Por este motivo, o clérigo deve trazer um hábito eclesiástico decoroso, segundo as normas emanadas pela Conferência Episcopal e segundo os legítimos costumes locais. Isto significa que tal hábito, quando não é o talar, deve ser diverso da maneira de vestir dos leigos e conforme à dignidade e à sacralidade do ministério. 
O feitio e a cor devem ser estabelecidos pela Conferência dos Bispos, sempre de harmonia com as disposições do direito universal.
Pela sua incoerência com o espírito de tal disciplina, as praxes contrárias não se podem considerar legítimas e devem ser removidas pela autoridade eclesiástica competente.
Salvas excepções completamente excepcionais, o não uso do hábito eclesiástico por parte do clérigo pode manifestar uma consciência débil da sua identidade de pastor inteiramente dedicado ao serviço da Igreja.
Mas há inúmeros padres que se vestem habitualmente como leigos, tornando-se exteriormente irreconhecíveis!
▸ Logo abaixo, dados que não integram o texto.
use reqwest::Client;
use serde::de::DeserializeOwned;
use std::sync::Arc;
use std::time::Duration;
use tracing::instrument;

use crate::openweather::{
    build_snapshot, AirPollutionResponse, CurrentResponse, ErrorBody, ForecastResponse,
};
use crate::types::{AirQuality, Coordinate, UnitSystem, WeatherError, WeatherSnapshot};

pub const WEATHER_API_BASE: &str = "https://api.openweathermap.org/data/2.5";

const USER_AGENT: &str = concat!("nimbus/", env!("CARGO_PKG_VERSION"));

/// Build the HTTP client shared by the resolver and the aggregator.
pub fn build_client(timeout: Duration) -> Result<Client, WeatherError> {
    let client = Client::builder()
        .timeout(timeout)
        .user_agent(USER_AGENT)
        .build()?;
    Ok(client)
}

/// What to do when only the air quality request fails
#[derive(Debug, Clone, Copy, PartialEq, Eq, Default)]
pub enum AirQualityPolicy {
    /// Any failed request fails the whole acquisition
    #[default]
    Required,
    /// Air quality degrades to unknown; the other two requests stay mandatory
    BestEffort,
}

/// Fetches current conditions, forecast and air quality for one coordinate.
#[derive(Debug, Clone)]
pub struct WeatherAggregator {
    client: Arc<Client>,
    base_url: String,
    api_key: String,
    air_quality: AirQualityPolicy,
}

impl WeatherAggregator {
    pub fn new(client: Arc<Client>, base_url: &str, api_key: &str) -> Self {
        Self {
            client,
            base_url: base_url.trim_end_matches('/').to_string(),
            api_key: api_key.to_string(),
            air_quality: AirQualityPolicy::default(),
        }
    }

    pub fn with_air_quality_policy(mut self, policy: AirQualityPolicy) -> Self {
        self.air_quality = policy;
        self
    }

    /// Run the three requests concurrently and combine them.
    ///
    /// All three are awaited before deciding. Any mandatory failure ends the
    /// acquisition with `Acquisition`, carrying the current-conditions
    /// message if there is one, else the forecast message.
    #[instrument(skip(self), level = "info")]
    pub async fn acquire(
        &self,
        coordinate: Coordinate,
        units: UnitSystem,
        display_name: Option<&str>,
    ) -> Result<WeatherSnapshot, WeatherError> {
        let current = self.get_json::<CurrentResponse>("weather", coordinate, Some(units));
        let forecast = self.get_json::<ForecastResponse>("forecast", coordinate, Some(units));
        let air = self.air_quality(coordinate);

        let (current, forecast, air) = match tokio::join!(current, forecast, air) {
            (Ok(current), Ok(forecast), Ok(air)) => (current, forecast, air),
            (current, forecast, _) => {
                return Err(acquisition_failure(current.err(), forecast.err()))
            }
        };

        let snapshot = build_snapshot(current, forecast, air, units, display_name)
            .map_err(into_acquisition)?;

        tracing::info!(
            "Fetched weather for {} ({} forecast points)",
            snapshot.city_name,
            snapshot.forecast.len()
        );
        Ok(snapshot)
    }

    async fn air_quality(&self, coordinate: Coordinate) -> Result<AirQuality, WeatherError> {
        let result = self
            .get_json::<AirPollutionResponse>("air_pollution", coordinate, None)
            .await
            .map(AirPollutionResponse::into_air_quality);

        match (result, self.air_quality) {
            (Ok(aq), _) => Ok(aq),
            (Err(e), AirQualityPolicy::BestEffort) => {
                tracing::warn!("Air quality unavailable, continuing without it: {}", e);
                Ok(AirQuality::unknown())
            }
            (Err(e), AirQualityPolicy::Required) => {
                tracing::warn!("Air quality request failed: {}", e);
                Err(e)
            }
        }
    }

    async fn get_json<T: DeserializeOwned>(
        &self,
        endpoint: &str,
        coordinate: Coordinate,
        units: Option<UnitSystem>,
    ) -> Result<T, WeatherError> {
        let url = format!("{}/{}", self.base_url, endpoint);
        let mut query = vec![
            ("lat", coordinate.latitude.to_string()),
            ("lon", coordinate.longitude.to_string()),
            ("appid", self.api_key.clone()),
        ];
        if let Some(units) = units {
            query.push(("units", units.as_str().to_string()));
        }

        tracing::debug!("GET {}", url);
        let response = self.client.get(&url).query(&query).send().await?;
        self.handle_response(endpoint, response).await
    }

    async fn handle_response<T: DeserializeOwned>(
        &self,
        endpoint: &str,
        response: reqwest::Response,
    ) -> Result<T, WeatherError> {
        let status = response.status();

        if status.is_success() {
            response
                .json()
                .await
                .map_err(|e| WeatherError::Parse(format!("{} response: {}", endpoint, e)))
        } else {
            let text = response.text().await.unwrap_or_default();
            let message = ErrorBody::message_from(&text);
            tracing::warn!("{} returned {}: {:?}", endpoint, status, message);
            Err(WeatherError::Acquisition(message))
        }
    }
}

/// Pick the message shown for a failed acquisition. Current conditions take
/// precedence over the forecast; air quality never contributes one.
fn acquisition_failure(
    current: Option<WeatherError>,
    forecast: Option<WeatherError>,
) -> WeatherError {
    let message = [current, forecast]
        .into_iter()
        .flatten()
        .find_map(|err| match into_acquisition(err) {
            WeatherError::Acquisition(message) => message,
            _ => None,
        });
    WeatherError::Acquisition(message)
}

/// Collapse any failure during acquisition into `Acquisition`.
fn into_acquisition(err: WeatherError) -> WeatherError {
    match err {
        WeatherError::Acquisition(_) => err,
        other => {
            tracing::warn!("Weather acquisition failed: {}", other);
            WeatherError::Acquisition(None)
        }
    }
}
O que dizer deles? A legislação não terá sido alterada posteriormente?
Somente a ignorância ou a desobediência consciente o justificam. Nove meses depois do Diretório, o Pontifício Conselho para os Textos Legislativos emitiu uma Nota Explicativa sobre o artigo acima. A Nota (n. 4) diz: 
No que se refere concretamente ao art. 66 do "Diretório para o Ministério e a Vida dos Presbíteros", este contém uma norma geral complementar ao cân. 284 do Código de Direito Canônico, com as características próprias dos Decretos gerais executórios (cfr. cân. 31). Trata-se, portanto, de uma norma à qual se quis claramente atribuir exigibilidade jurídica, como se deduz também do teor do próprio texto e do lugar em que foi inserido: sob o título "A obediência" [que contempla os nn. 61-66].
Então esta norma prossegue sendo assim?
Sem dúvida alguma. Dez anos depois, em 2004, a Congregação para os Bispos publicou o Diretório para o Ministério Pastoral dos Bispos. No número que vai sob o título "Atenção às necessidades humanas dos presbíteros" se diz o seguinte (n. 80):
O Bispo velará pela correção no vestir dos presbíteros, mesmo religiosos, segundo a lei universal da Igreja e as normas da Conferência Episcopal, de modo que seja sempre notória a sua condição sacerdotal e haja também no traje testemunhos vivos das realidades sobrenaturais que eles são chamados a comunicar aos homens.
O Bispo dará o exemplo trazendo fielmente e com dignidade a veste talar (debruada [com filetes, no caso dos bispos, violáceos] ou apenas preta), ou, em circunstâncias, pelo menos o fato de clérigo com cabeção romano [= traje formal, com blazer e calça, usando o colarinho romano].
Entrando no estado clerical pelo diaconato, o que dizer dos diáconos permanentes? Estão obrigados a usar traje eclesiástico?
Não estão obrigados a isso. Em 1998, a Congregação para o Clero publicou o Diretório para o Ministério e a Vida dos Diáconos Permanentes. Lá se diz (n. 10):
Os diáconos permanentes não são obrigados ao hábito eclesiástico, como, pelo contrário o são os diáconos candidatos ao presbiterado, para os quais valem as mesmas normas previstas em toda a parte para os presbíteros.
Então os diáconos que serão padres estão igualmente obrigados ao traje eclesiástico?
Certamente.

Pode-se concluir que é ilegítimo um padre andar habitualmente vestido com trajes comuns leigos?
Sim, com toda certeza.

Como um clérigo deve vestir-se para participar de uma celebração litúrgica sem exercer funções ou ministérios?
Se o diácono ou presbítero está apenas participando da celebração, deve usar o equivalente ao hábito coral, ou seja, a sobrepeliz sobre a batina.

O que é a sobrepeliz?
Uma túnica branca de meio tamanho com mangas largas, que se veste sobre o hábito talar.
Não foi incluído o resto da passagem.